By definition – shouldn’t the investor that has exhibited the best performance of all other investors, have demonstrated perfect opportunity cost?
Yes, but actually no.
Yes, because the performance of all other investors is relative to their performance. They clearly had the best and biggest set of information for a long time.
No, because there is no conceivable way this investor could have complete market information. There is simply too much information for a human person to consume, let alone hold universally present in their mind at one time.
No again, because performance is relative and measured over time.
This investor must have had a better set of alternatives than the next best investor for a comparable period. You might say they had perfect relative opportunity cost. The same constraints the farmer faced with the time, cost, and general feasibility of getting the data to understand the total set of tractors available to purchase apply to investors buying companies in public and private companies.
Perfect Opportunity Cost in M&A
Achieving perfect opportunity costs when conducting M&A in private markets is complex. Information on private companies is hard to come by. Private firms don’t transact often and when they do that information must generally be packaged in a relatively uniform way. Competition is fierce.
So, what is a good M&A professional to do?
Let’s walk through an example of Company X, a large acquirer of small businesses in the US. As of 2022, the US M&A market is roughly 4.5% of GDP and small businesses account for about $1T of this $2T market.
Last year, Company X completed $250M in acquisitions with one employee focused on M&A. Company X is a real company. They are the largest company in their niche and have acquired more of the market than any other interested party. As a result, they are the largest owner of a particular type of business or very nearly the largest. They are on pace to be the largest business in their segment through acquisition.
How did Company X execute this strategy?
Company X Strategy
- The company quite literally hired every buy-side advisory firm in their target market to cold call and engage relevant business owners.
- The parent company of Company X, Big Box Corp, has a team that covers and regularly communicates with all IB firms in the universe of IB firms knowable in the US. ( They do this to assist their various platform companies).

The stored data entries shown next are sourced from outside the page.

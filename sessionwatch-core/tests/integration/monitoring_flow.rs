//! End-to-end monitoring flow through the coordinator

use std::collections::BTreeMap;
use std::sync::Arc;
use std::time::Duration;

use sessionwatch_core::{
    Anomaly, AnomalyDetector, AnomalyKind, CompletedOperation, MonitorEvent,
    MonitoringCoordinator, MonitorSettings, OperationKind, SpanStatus,
};

fn run_command(
    coordinator: &MonitoringCoordinator,
    session: &str,
    raw: &str,
    success: bool,
    duration: Duration,
) {
    coordinator.command_issued(raw, Some(session));
    let id = coordinator.start_operation(
        OperationKind::Command,
        "h1",
        22,
        Some(session),
        BTreeMap::new(),
    );
    let error = (!success).then_some("command exited nonzero");
    coordinator.complete_operation_with_duration(id, success, duration, error, None);
}

#[test]
fn test_single_session_command_scenario() {
    super::init_tracing();
    // One session, three commands, one of which fails
    let c = MonitoringCoordinator::new();
    c.create_session_monitor("s1", "h1", 22);

    run_command(&c, "s1", "ls -la", true, Duration::from_millis(120));
    run_command(&c, "s1", "cat /etc/hosts", true, Duration::from_millis(80));
    run_command(&c, "s1", "grep root /etc/shadow", false, Duration::from_millis(40));

    let summary = c.session_summary("s1").unwrap();
    assert_eq!(summary.total_commands, 3);
    assert!((summary.error_rate - 1.0 / 3.0).abs() < 1e-9);
    assert_eq!(summary.command_frequency.get("ls"), Some(&1));
    assert_eq!(summary.command_frequency.get("cat"), Some(&1));
    assert_eq!(summary.command_frequency.get("grep"), Some(&1));
    // One failure in three pushes the error rate over the healthy limit
    assert!(!summary.is_healthy);
}

#[test]
fn test_aggregated_totals_equal_session_sums() {
    let c = MonitoringCoordinator::new();
    c.create_session_monitor("s1", "h1", 22);
    c.create_session_monitor("s2", "h2", 22);
    c.create_session_monitor("s3", "h3", 2222);

    run_command(&c, "s1", "uptime", true, Duration::from_millis(30));
    run_command(&c, "s1", "uptime", true, Duration::from_millis(25));
    run_command(&c, "s2", "df -h", true, Duration::from_millis(60));
    run_command(&c, "s3", "journalctl -u sshd", false, Duration::from_millis(200));

    c.run_aggregation_cycle();
    let metrics = c.aggregated_metrics().unwrap();

    let summaries = c.session_summaries();
    let expected_commands: u64 = summaries.values().map(|s| s.total_commands).sum();
    let expected_errors: u64 = summaries.values().map(|s| s.total_errors).sum();
    let expected_bytes: u64 = summaries.values().map(|s| s.bytes_transferred).sum();

    assert_eq!(metrics.total_sessions, 3);
    assert_eq!(metrics.total_commands, expected_commands);
    assert_eq!(metrics.total_errors, expected_errors);
    assert_eq!(metrics.total_bytes_transferred, expected_bytes);
    assert_eq!(metrics.top_commands[0], ("uptime".to_string(), 2));
}

#[test]
fn test_removed_session_archive_matches_live_snapshot() {
    let c = MonitoringCoordinator::new();
    c.create_session_monitor("s1", "h1", 22);
    run_command(&c, "s1", "make build", false, Duration::from_millis(900));
    run_command(&c, "s1", "make test", true, Duration::from_millis(700));

    let live = c.session_summary("s1").unwrap();
    let archived = c.remove_session_monitor("s1").unwrap();

    assert_eq!(archived.total_commands, live.total_commands);
    assert_eq!(archived.total_errors, live.total_errors);
    assert_eq!(archived.error_rate, live.error_rate);
    assert_eq!(archived.command_frequency, live.command_frequency);
    assert!(archived.disconnected_at.is_some());
    assert_eq!(c.archived_sessions().last().unwrap(), &archived);
}

#[test]
fn test_file_transfer_bytes_fan_out() {
    let c = MonitoringCoordinator::new();
    c.create_session_monitor("s1", "h1", 22);
    let id = c.start_operation(
        OperationKind::FileTransfer,
        "h1",
        22,
        Some("s1"),
        BTreeMap::from([("path".to_string(), "/tmp/archive.tar".to_string())]),
    );
    c.complete_operation_with_duration(id, true, Duration::from_secs(2), None, Some(1_048_576));

    let summary = c.session_summary("s1").unwrap();
    assert_eq!(summary.total_file_transfers, 1);
    assert_eq!(summary.bytes_transferred, 1_048_576);

    c.run_aggregation_cycle();
    let metrics = c.aggregated_metrics().unwrap();
    assert_eq!(metrics.global.total_bytes_transferred, 1_048_576);
}

#[test]
fn test_slow_operations_surface_in_summary_and_perf() {
    let c = MonitoringCoordinator::new();
    c.create_session_monitor("s1", "h1", 22);
    let id = c.start_operation(
        OperationKind::Command,
        "h1",
        22,
        Some("s1"),
        BTreeMap::new(),
    );
    c.complete_operation_with_duration(id, true, Duration::from_secs(6), None, None);

    let summary = c.session_summary("s1").unwrap();
    assert_eq!(summary.slow_operations.len(), 1);
    assert!(summary.slow_operations[0].duration_secs > 5.0);

    let span = c.start_span("file transfer", None);
    c.complete_span_with_duration(span, SpanStatus::Completed, 6.0);
    let report = c.performance_report();
    assert_eq!(report.bottlenecks.len(), 1);
    assert_eq!(report.score, 80);
}

#[tokio::test]
async fn test_periodic_cycles_publish_events() {
    let settings = MonitorSettings {
        aggregation_interval_secs: 1,
        health_check_interval_secs: 1,
        ..Default::default()
    };
    super::init_tracing();
    let c = MonitoringCoordinator::with_settings(settings);
    c.create_session_monitor("s1", "h1", 22);
    let mut rx = c.subscribe();

    c.start();
    let mut saw_metrics = false;
    let mut saw_health = false;
    // Both intervals tick immediately on startup
    for _ in 0..4 {
        let event = tokio::time::timeout(Duration::from_secs(2), rx.recv())
            .await
            .expect("event within interval")
            .expect("channel open");
        match event {
            MonitorEvent::MetricsUpdated(_) => saw_metrics = true,
            MonitorEvent::HealthUpdated(_) => saw_health = true,
            _ => {}
        }
        if saw_metrics && saw_health {
            break;
        }
    }
    c.shutdown().await;
    assert!(saw_metrics);
    assert!(saw_health);
}

#[derive(Debug)]
struct AlwaysAnomalous;

impl AnomalyDetector for AlwaysAnomalous {
    fn detect(&self, _recent: &[CompletedOperation]) -> Vec<Anomaly> {
        vec![Anomaly {
            kind: AnomalyKind::Timeout,
            message: "synthetic timeout".to_string(),
        }]
    }
}

#[tokio::test]
async fn test_custom_anomaly_detector_raises_alerts() {
    let c = MonitoringCoordinator::new().with_anomaly_detector(Arc::new(AlwaysAnomalous));
    let mut rx = c.subscribe();
    c.run_health_check_cycle();

    let mut saw_alert = false;
    while let Ok(event) = rx.try_recv() {
        if let MonitorEvent::AlertRaised(alert) = event {
            assert_eq!(alert.message, "synthetic timeout");
            saw_alert = true;
        }
    }
    assert!(saw_alert);
}

#[test]
fn test_failure_burst_detected_by_default_detector() {
    let c = MonitoringCoordinator::new();
    for _ in 0..8 {
        let id = c.start_operation(OperationKind::Command, "h1", 22, None, BTreeMap::new());
        c.complete_operation_with_duration(
            id,
            false,
            Duration::from_millis(10),
            Some("connection refused by peer"),
            None,
        );
    }
    let mut rx = c.subscribe();
    c.run_health_check_cycle();

    let mut kinds = Vec::new();
    while let Ok(event) = rx.try_recv() {
        if let MonitorEvent::AlertRaised(alert) = event {
            kinds.push(alert.severity);
        }
    }
    assert!(!kinds.is_empty());
    let health = c.health_status().unwrap();
    assert!(health.has_high_error_rate);
    assert!((health.overall_health - 0.5).abs() < 1e-9);
}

- The company hired separate independent brokerage companies to similarly cover the total market, telling them overlapping communication is ok!
- The M&A professional hired contractors to assist with the transaction and enhance his time leverage.
Despite the fact that not all companies in the universe that company X wanted were for sale at the prices they wanted to pay, Company X effectively cornered the private market on their targeted transactions. In the nearest possible sense, the company built its way to what amounts to perfect opportunity cost in their market.
The example of company X represents the reality of what Perfect Opportunity Cost looks like in the real world. Viewed from a biological perspective, company X spent the money and built a strategy to be the biggest buyer in a given market. There was no bigger fish to compete against and so it developed perfect relative opportunity cost.
The vast majority of Entrepreneurs starting down the acquisition path are best served by focusing on a narrow problem. Perfect opportunity cost is achievable in submarkets by tenacious entrepreneurs. When market information can be maintained over an extended period of time the information can also be used to disproportionate effect when prices are favorable.